An interactive timeline with key dates spanning from September 11, 2001 until after the fall of Kabul.
September 11, 2001
The September 11 attacks are the deadliest terrorist attacks on American soil in U.S. history. The attacks in New York City and Washington, D.C. cause extensive death and destruction and trigger an enormous U.S. effort to combat terrorism. Some 2,750 people are killed in New York, 184 at the Pentagon, and 40 in Pennsylvania (where one of the hijacked planes crashes after the passengers attempt to retake the plane); all 19 terrorists die. Police and fire departments in New York are especially hard-hit: more than 400 police officers and firefighters are killed.
Source: Brittanica
Late-September, 2001
On September 18, President George W. Bush signs into law a joint resolution authorizing the use of force against those responsible for attacking the United States on 9/11. This joint resolution will later be cited by the Bush administration as legal rationale for its decision to take sweeping measures to combat terrorism, from invading Afghanistan, to eavesdropping on U.S. citizens without a court order, to standing up the detention camp at Guantanamo Bay, Cuba. The campaign in Afghanistan starts covertly on September 26, with a Central Intelligence Agency (CIA) team known as Jawbreaker arriving in the country and, working with anti-Taliban allies, initiating a strategy for overthrowing the regime. U.S. officials hope that by partnering with the Afghans they can avoid deploying a large force to Afghanistan.

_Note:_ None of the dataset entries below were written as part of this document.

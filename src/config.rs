use std::fmt;
use std::fs;
use std::path::PathBuf;

use figment::{
    Figment,
    providers::{Env, Serialized},
};
use serde::{Deserialize, Serialize};

use crate::error::VaultError;

/// Process-wide settings, resolved once at startup.
///
/// Defaults are overridden by `PASSHUB_*` environment variables; nested keys
/// use a double underscore, e.g. `PASSHUB_JWT__SECRET_FILE`.
#[derive(Debug, Clone, Serialize, Deserialize)]
#[serde(default)]
pub struct Config {
    pub database_url: String,
    pub listen_addr: String,
    pub loglevel: String,
    pub jwt: JwtConfig,
}

impl Default for Config {
    fn default() -> Self {
        Self {
            database_url: "sqlite:passhub.db".to_string(),
            listen_addr: "0.0.0.0:8000".to_string(),
            loglevel: "info".to_string(),
            jwt: JwtConfig::default(),
        }
    }
}

impl Config {
    pub fn figment() -> Figment {
        Figment::from(Serialized::defaults(Config::default()))
            .merge(Env::prefixed("PASSHUB_").split("__"))
    }

    pub fn load() -> Result<Self, figment::Error> {
        Self::figment().extract()
    }
}

/// Token signing settings. The key is either given inline or read from
/// `secret_file`; the file wins when both are set.
#[derive(Clone, Serialize, Deserialize)]
#[serde(default)]
pub struct JwtConfig {
    pub secret: Option<String>,
    pub secret_file: Option<PathBuf>,
    pub issuer: String,
    pub audience: String,
    pub ttl_secs: i64,
}

impl Default for JwtConfig {
    fn default() -> Self {
        Self {
            secret: None,
            secret_file: None,
            issuer: "passhub".to_string(),
            audience: "passhub_app".to_string(),
            ttl_secs: 60 * 60 * 24,
        }
    }
}

impl JwtConfig {
    pub fn resolve_secret(&self) -> Result<String, VaultError> {
        if let Some(path) = self.secret_file.as_ref() {
            let raw = fs::read_to_string(path).map_err(|e| {
                VaultError::Config(format!(
                    "failed to read signing key file {}: {e}",
                    path.display()
                ))
            })?;
            return Ok(raw.trim().to_string());
        }

        self.secret.clone().ok_or_else(|| {
            VaultError::Config(
                "no signing key configured; set PASSHUB_JWT__SECRET or PASSHUB_JWT__SECRET_FILE"
                    .to_string(),
            )
        })
    }
}

impl fmt::Debug for JwtConfig {
    fn fmt(&self, f: &mut fmt::Formatter<'_>) -> fmt::Result {
        f.debug_struct("JwtConfig")
            .field("secret", &self.secret.as_ref().map(|_| "<redacted>"))
            .field("secret_file", &self.secret_file)
            .field("issuer", &self.issuer)
            .field("audience", &self.audience)
            .field("ttl_secs", &self.ttl_secs)
            .finish()
    }
}

#[cfg(test)]
mod tests {
    use super::*;

    #[test]
    fn defaults_match_token_contract() {
        let cfg = Config::default();
        assert_eq!(cfg.jwt.issuer, "passhub");
        assert_eq!(cfg.jwt.audience, "passhub_app");
        assert_eq!(cfg.jwt.ttl_secs, 86_400);
        assert!(cfg.jwt.secret.is_none());
    }

    #[test]
    fn missing_key_is_a_config_error() {
        let err = JwtConfig::default().resolve_secret().unwrap_err();
        assert!(matches!(err, VaultError::Config(_)));
    }

    #[test]
    fn key_file_takes_precedence_over_inline_key() {
        let mut path = std::env::temp_dir();
        path.push(format!("passhub-key-{}.txt", std::process::id()));
        fs::write(&path, "file-key-file-key-file-key-file-key\n").unwrap();

        let cfg = JwtConfig {
            secret: Some("inline".to_string()),
            secret_file: Some(path.clone()),
            ..JwtConfig::default()
        };
        assert_eq!(
            cfg.resolve_secret().unwrap(),
            "file-key-file-key-file-key-file-key"
        );

        let _ = fs::remove_file(&path);
    }

    #[test]
    fn debug_output_redacts_inline_key() {
        let cfg = JwtConfig {
            secret: Some("super-secret-value".to_string()),
            ..JwtConfig::default()
        };
        let rendered = format!("{cfg:?}");
        assert!(!rendered.contains("super-secret-value"));
        assert!(rendered.contains("<redacted>"));
    }
}
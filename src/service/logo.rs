//! Platform name to logo URL. Pure string work, no lookups.

pub const LOGO_BASE_URL: &str = "https://logo.clearbit.com/";
pub const DOMAIN_SUFFIX: &str = ".com";

/// Lower-cased ASCII alphanumerics of `platform` plus `.com`.
pub fn platform_domain(platform: &str) -> String {
    let mut domain: String = platform
        .chars()
        .filter(char::is_ascii_alphanumeric)
        .map(|c| c.to_ascii_lowercase())
        .collect();
    domain.push_str(DOMAIN_SUFFIX);
    domain
}

pub fn logo_url(platform: &str) -> String {
    format!("{LOGO_BASE_URL}{}", platform_domain(platform))
}
use std::sync::Arc;

use tracing::{info, warn};

use crate::auth::password::{hash_pin_blocking, verify_pin_blocking};
use crate::auth::token::TokenService;
use crate::db::models::{DbUser, PublicUser, UserId};
use crate::db::sqlite::SqlitePool;
use crate::error::VaultError;
use crate::service::categories::seed_defaults;
use crate::types::requests::{LoginRequest, RegisterRequest, non_empty};

const USERNAME_TAKEN: &str = "Username already exists.";

/// A freshly issued token and the public view of its user.
#[derive(Debug, Clone)]
pub struct Session {
    pub token: String,
    pub user: PublicUser,
}

#[derive(Clone)]
pub struct AccountStore {
    pool: SqlitePool,
    tokens: Arc<TokenService>,
}

impl AccountStore {
    pub fn new(pool: SqlitePool, tokens: Arc<TokenService>) -> Self {
        Self { pool, tokens }
    }

    /// Create the account and its default categories in one transaction.
    pub async fn register(&self, req: RegisterRequest) -> Result<Session, VaultError> {
        let (Some(full_name), Some(username), Some(pin)) = (
            non_empty(req.full_name),
            non_empty(req.username),
            non_empty(req.pin),
        ) else {
            return Err(VaultError::Validation(
                "Unable to register. Data is incomplete.".into(),
            ));
        };

        // The UNIQUE constraint is authoritative; this only spares a hash.
        if self.find_by_username(&username).await?.is_some() {
            return Err(VaultError::Conflict(USERNAME_TAKEN.into()));
        }

        let pin_hash = hash_pin_blocking(pin).await?;

        let mut tx = self.pool.begin().await?;
        let done = sqlx::query("INSERT INTO users (full_name, username, pin) VALUES (?, ?, ?)")
            .bind(&full_name)
            .bind(&username)
            .bind(&pin_hash)
            .execute(&mut *tx)
            .await
            .map_err(|e| VaultError::on_unique_violation(e, USERNAME_TAKEN))?;
        let user_id = UserId(done.last_insert_rowid());

        seed_defaults(&mut *tx, user_id).await?;
        tx.commit().await?;

        let token = self.tokens.issue(user_id, &username)?;
        info!(user_id = user_id.0, "user registered");
        Ok(Session {
            token,
            user: PublicUser {
                id: user_id,
                full_name,
                username,
            },
        })
    }

    pub async fn login(&self, req: LoginRequest) -> Result<Session, VaultError> {
        let (Some(username), Some(pin)) = (non_empty(req.username), non_empty(req.pin)) else {
            return Err(VaultError::Validation(
                "Unable to login. Data is incomplete.".into(),
            ));
        };

        let Some(user) = self.find_by_username(&username).await? else {
            warn!("login for unknown username");
            return Err(VaultError::UnknownUser);
        };

        if !verify_pin_blocking(pin, user.pin.clone()).await? {
            warn!(user_id = user.id.0, "login with wrong pin");
            return Err(VaultError::InvalidCredentials);
        }

        let token = self.tokens.issue(user.id, &user.username)?;
        info!(user_id = user.id.0, "user logged in");
        Ok(Session {
            token,
            user: user.into(),
        })
    }

    async fn find_by_username(&self, username: &str) -> Result<Option<DbUser>, VaultError> {
        let user = sqlx::query_as::<_, DbUser>(
            "SELECT id, full_name, username, pin FROM users WHERE username = ?",
        )
        .bind(username)
        .fetch_optional(&self.pool)
        .await?;
        Ok(user)
    }
}
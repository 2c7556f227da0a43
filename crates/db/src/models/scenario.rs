//! Scenario row model and DTOs.

use serde::{Deserialize, Serialize};
use sqlx::FromRow;

use capplan_core::error::CoreError;
use capplan_core::scenario::{ScenarioNode, ScenarioStatus, ScenarioType};
use capplan_core::types::{DbId, Revision, Timestamp};

/// A row from the `scenarios` table.
#[derive(Debug, Clone, FromRow, Serialize)]
pub struct Scenario {
    pub id: DbId,
    pub name: String,
    pub description: Option<String>,
    pub parent_scenario_id: Option<DbId>,
    pub scenario_type: String,
    pub status: String,
    pub branch_point: Revision,
    pub created_by: Option<String>,
    pub created_at: Timestamp,
    pub updated_at: Timestamp,
}

impl Scenario {
    /// The hierarchy view of this row used by the core algorithms.
    pub fn to_node(&self) -> Result<ScenarioNode, CoreError> {
        Ok(ScenarioNode {
            id: self.id,
            parent_id: self.parent_scenario_id,
            scenario_type: ScenarioType::from_str_db(&self.scenario_type)?,
            status: ScenarioStatus::from_str_db(&self.status)?,
            branch_point: self.branch_point,
        })
    }
}

/// Input for creating the baseline scenario.
#[derive(Debug, Clone, Deserialize)]
pub struct CreateScenario {
    pub name: String,
    pub description: Option<String>,
    pub created_by: Option<String>,
}

/// Input for forking a scenario from an existing one.
#[derive(Debug, Clone, Deserialize)]
pub struct ForkScenario {
    pub name: String,
    pub description: Option<String>,
    /// `branch` (default) or `sandbox`.
    pub scenario_type: Option<String>,
    pub created_by: Option<String>,
}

Sources: CFR; Whitehouse Archives; Brittanica; CIA Twitter
October 7, 2001
The U.S. military, with British support, begins a bombing campaign against Taliban forces, officially launching Operation Enduring Freedom. Canada, Australia, Germany, and France pledge future support. The war’s early phase mainly involves U.S. air strikes on al-Qaeda and Taliban forces that are assisted by a partnership of about one thousand U.S. special forces, the Northern Alliance, and ethnic Pashtun anti-Taliban forces. The first wave of conventional ground forces arrives twelve days later. Most of the ground combat is between the Taliban and its Afghan opponents.
SOURCE: CFR
December 6 & 7, 2001
Kandahar, the largest city in southern Afghanistan and the Taliban’s spiritual home, falls, marking the end of Taliban power.
Source: Brittanica
May 1, 2003
U.S. Secretary of Defense Donald Rumsfeld announces an end to “major combat” in Afghanistan. On the same day, aboard the aircraft carrier USS Abraham Lincoln, President Bush announces that “major combat operations in Iraq have ended.” At that time, there are 8,000 U.S. troops in Afghanistan.
Sources: Brittanica; CNN
August 8, 2003
The North Atlantic Treaty Organization (NATO) assumes control of international security forces (ISAF) in Afghanistan, expanding NATO/ISAF’s role across the country. It is NATO’s first operational commitment outside of Europe. Originally tasked with securing Kabul and its surrounding areas, NATO expands in September 2005, July 2006, and October 2006. The number of ISAF troops grows accordingly, from an initial five thousand to around sixty-five thousand troops from forty-two countries, including all twenty-eight NATO member states.
SOURCES: CFR; NATO
January & October, 2004
An assembly of 502 Afghan delegates agrees on a constitution for Afghanistan, creating a strong presidential system intended to unite the country’s various ethnic groups. The act is seen as a positive step toward democracy. President Karzai signs it on 26 Jan. The first democratic Afghan elections since the fall of the Taliban are held on Oct 9, with approximately 80 percent of registered voters turning out to give Hamid Karzai a full five-year term as president with 55.4 percent of the vote. Parliamentary elections are staged a year later, with dozens of women claiming seats set aside for them to ensure gender diversity.
Source: Brittanica
2005-2006
Violence climbs as the Taliban reasserts its presence with new tactics modeled on those being used by insurgents in Iraq. Whereas early in the war the Taliban has focused on battling U.S. and NATO forces in open combat—a strategy that largely fails to inflict significant damage—their adoption of the use of suicide bombings and buried bombs, known as IEDs (improvised explosive devices), begins to cause heavy casualties.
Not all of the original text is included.